Mas, como dizia o saudoso Roberto Campos, estatísticas são como biquínis: mostram tudo mas escondem o essencial.

Em primeiro lugar, a reportagem apresenta um bonito infográfico mostrando a evolução do número de mortes pela Rota de 2018 para 2019: 51 para 101.

Vamos combinar que, para dar essa informação, não precisava de um gráfico, né? Mas o problema é outro: e os outros anos? Certamente esses dados existem. Por que não informar ao público? Ficamos sem saber se este número de 2019 é de fato um ponto fora da curva ou faz parte de uma média que vem prevalecendo nos últimos anos. Ficamos na dúvida se a reportagem escondeu esses dados porque não ornam com a versão, ou se foi um simples “esquecimento”.

O ouvidor das policiais tem uma explicação para essa “explosão de mortes”: por ser uma “tropa de elite”, a Rota seria mais sensível ao discurso de que “bandido bom é bandido morto”.

Hein?!? O que tem a ver o cy com as calças? Por que cargas d’água os outros batalhões seriam menos sensíveis a esse discurso? Non sense. Mas o bravo ouvidor não parou por aí. Culpou também o “discurso conservador que permeia o Estado e o País”.

Bem, seria assim se assim fosse. Podemos observar no gráfico que houve um salto da letalidade policial de 2013 para 2014 de uma média de 500 a 600 para uma média de 800 a 900. O número de 2019 não destoa da média desde 2014.

A pergunta que obviamente não foi feita ao ouvidor (mesmo porque jornalista está mais preocupado em lacrar do que em informar) é porque este tal “pensamento conservador” começou a fazer estragos especificamente em 2014, quando o país ainda vivia uma “normalidade democrática” (contém ironia).

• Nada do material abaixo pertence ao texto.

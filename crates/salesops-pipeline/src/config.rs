use crate::PipelineError;
use salesops_core::{
    DriftThresholds, PromotionPolicy, DEFAULT_DRIFT_CRITICAL_PCT, DEFAULT_DRIFT_WARNING_PCT,
    DEFAULT_PROMOTION_THRESHOLD_PCT,
};
use serde::{Deserialize, Serialize};
use std::path::PathBuf;
use std::time::Duration;

pub const DEFAULT_TRAINER_TIMEOUT_SECS: u64 = 300;
pub const DEFAULT_MIN_TRAINING_ROWS: usize = 10;
pub const DEFAULT_POLL_INTERVAL_SECS: u64 = 60;

#[derive(Debug, Clone, PartialEq, Serialize, Deserialize)]
#[serde(default)]
pub struct PipelineConfig {
    pub db_path: PathBuf,
    /// Cross-process advisory lock. Defaults to `<db_path>.lock`.
    pub lock_path: Option<PathBuf>,
    pub promotion_threshold_pct: f64,
    pub drift_warning_pct: f64,
    pub drift_critical_pct: f64,
    pub trainer_timeout_secs: u64,
    pub min_training_rows: usize,
    pub poll_interval_secs: u64,
    /// Shell command for an external trainer. The built-in rolling-mean
    /// baseline is used when unset.
    pub trainer_command: Option<String>,
}

impl Default for PipelineConfig {
    fn default() -> Self {
        Self {
            db_path: default_db_path(),
            lock_path: None,
            promotion_threshold_pct: DEFAULT_PROMOTION_THRESHOLD_PCT,
            drift_warning_pct: DEFAULT_DRIFT_WARNING_PCT,
            drift_critical_pct: DEFAULT_DRIFT_CRITICAL_PCT,
            trainer_timeout_secs: DEFAULT_TRAINER_TIMEOUT_SECS,
            min_training_rows: DEFAULT_MIN_TRAINING_ROWS,
            poll_interval_secs: DEFAULT_POLL_INTERVAL_SECS,
            trainer_command: None,
        }
    }
}

pub fn default_db_path() -> PathBuf {
    dirs::data_local_dir()
        .unwrap_or_else(|| PathBuf::from("."))
        .join("salesops")
        .join("pipeline.db")
}

impl PipelineConfig {
    pub fn validate(&self) -> Result<(), PipelineError> {
        self.promotion_policy()?;
        self.drift_thresholds()?;
        if self.trainer_timeout_secs == 0 {
            return Err(PipelineError::Config(
                "trainer_timeout_secs must be greater than zero".to_string(),
            ));
        }
        if self.poll_interval_secs == 0 {
            return Err(PipelineError::Config(
                "poll_interval_secs must be greater than zero".to_string(),
            ));
        }
        if self
            .trainer_command
            .as_deref()
            .is_some_and(|command| command.trim().is_empty())
        {
            return Err(PipelineError::Config(
                "trainer_command must not be blank".to_string(),
            ));
        }
        Ok(())
    }

    pub fn promotion_policy(&self) -> Result<PromotionPolicy, PipelineError> {
        PromotionPolicy::new(self.promotion_threshold_pct)
            .map_err(|err| PipelineError::Config(err.to_string()))
    }

    pub fn drift_thresholds(&self) -> Result<DriftThresholds, PipelineError> {
        DriftThresholds::new(self.drift_warning_pct, self.drift_critical_pct)
            .map_err(|err| PipelineError::Config(err.to_string()))
    }

    pub fn trainer_timeout(&self) -> Duration {
        Duration::from_secs(self.trainer_timeout_secs)
    }

    pub fn poll_interval(&self) -> Duration {
        Duration::from_secs(self.poll_interval_secs)
    }

    /// Overlays `SALESOPS_*` variables. `lookup` is usually `std::env::var`
    /// wrapped to return an `Option`.
    pub fn apply_env<F>(&mut self, lookup: F) -> Result<(), PipelineError>
    where
        F: Fn(&str) -> Option<String>,
    {
        let read = |key: &str| {
            lookup(key)
                .map(|value| value.trim().to_string())
                .filter(|value| !value.is_empty())
        };

        if let Some(value) = read("SALESOPS_DB_PATH") {
            self.db_path = PathBuf::from(value);
        }
        if let Some(value) = read("SALESOPS_LOCK_PATH") {
            self.lock_path = Some(PathBuf::from(value));
        }
        if let Some(value) = read("SALESOPS_PROMOTION_THRESHOLD_PCT") {
            self.promotion_threshold_pct = parse_env("SALESOPS_PROMOTION_THRESHOLD_PCT", &value)?;
        }
        if let Some(value) = read("SALESOPS_DRIFT_WARNING_PCT") {
            self.drift_warning_pct = parse_env("SALESOPS_DRIFT_WARNING_PCT", &value)?;
        }
        if let Some(value) = read("SALESOPS_DRIFT_CRITICAL_PCT") {
            self.drift_critical_pct = parse_env("SALESOPS_DRIFT_CRITICAL_PCT", &value)?;
        }
        if let Some(value) = read("SALESOPS_TRAINER_TIMEOUT_SECS") {
            self.trainer_timeout_secs = parse_env("SALESOPS_TRAINER_TIMEOUT_SECS", &value)?;
        }
        if let Some(value) = read("SALESOPS_MIN_TRAINING_ROWS") {
            self.min_training_rows = parse_env("SALESOPS_MIN_TRAINING_ROWS", &value)?;
        }
        if let Some(value) = read("SALESOPS_POLL_INTERVAL_SECS") {
            self.poll_interval_secs = parse_env("SALESOPS_POLL_INTERVAL_SECS", &value)?;
        }
        if let Some(value) = read("SALESOPS_TRAINER_COMMAND") {
            self.trainer_command = Some(value);
        }
        Ok(())
    }
}

fn parse_env<T: std::str::FromStr>(key: &str, value: &str) -> Result<T, PipelineError> {
    value
        .parse::<T>()
        .map_err(|_| PipelineError::Config(format!("{key}: cannot parse {value:?}")))
}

Bem, ontem foi o último dia do tal ouvidor. Foi substituído por outro, escolhido de uma lista tríplice pelo governador João Doria. Este novo ouvidor, ao que parece, foi elogiado pelo responsável pelo grupo de advogados “Prerrogativas”, aquele que defende o direito pela impunidade de quem pode pagar bons advogados. Ao que parece, poderemos continuar contando com explicações sociológicas convincentes para a letalidade policial.

As prerrogativas do PT

O PT continua em sua busca por um candidato que carregue o peso da sigla na disputa pela prefeitura de São Paulo. Na falta de Haddad, Lula defende uma “novidade”. Hoje, reportagem do Estadão traz a lista de potenciais nomes novos.

Ao lado de figurinhas carimbadas, como Juca Kfouri e Mário Sérgio Cortella, chama a atenção o nome do advogado Marco Aurélio de Carvalho, ninguém mais, ninguém menos, que o coordenador do grupo Prerrogativas. Sim, aquele grupo de WhatsApp que defende as prerrogativas dos corruptos de terem um julgamento ad aeternum, chamando isso de Estado Democrático de Direito. Por que não estou surpreso?

“Não vota mais em mim”

Não faço parte do “bando de internautas constitucionalistas e juristas” que estão criticando a falta de veto ao juiz de garantias. Não entendo nada disso. Mas o grupo Prerrogativas entende. E estão comemorando. Para mim, é o que basta.

Sim, o juiz de garantias vai me prejudicar, na medida em que introduz uma 5a instância no combate ao crime, em uma já morosíssima justiça. “Não vota mais em mim”. Ok.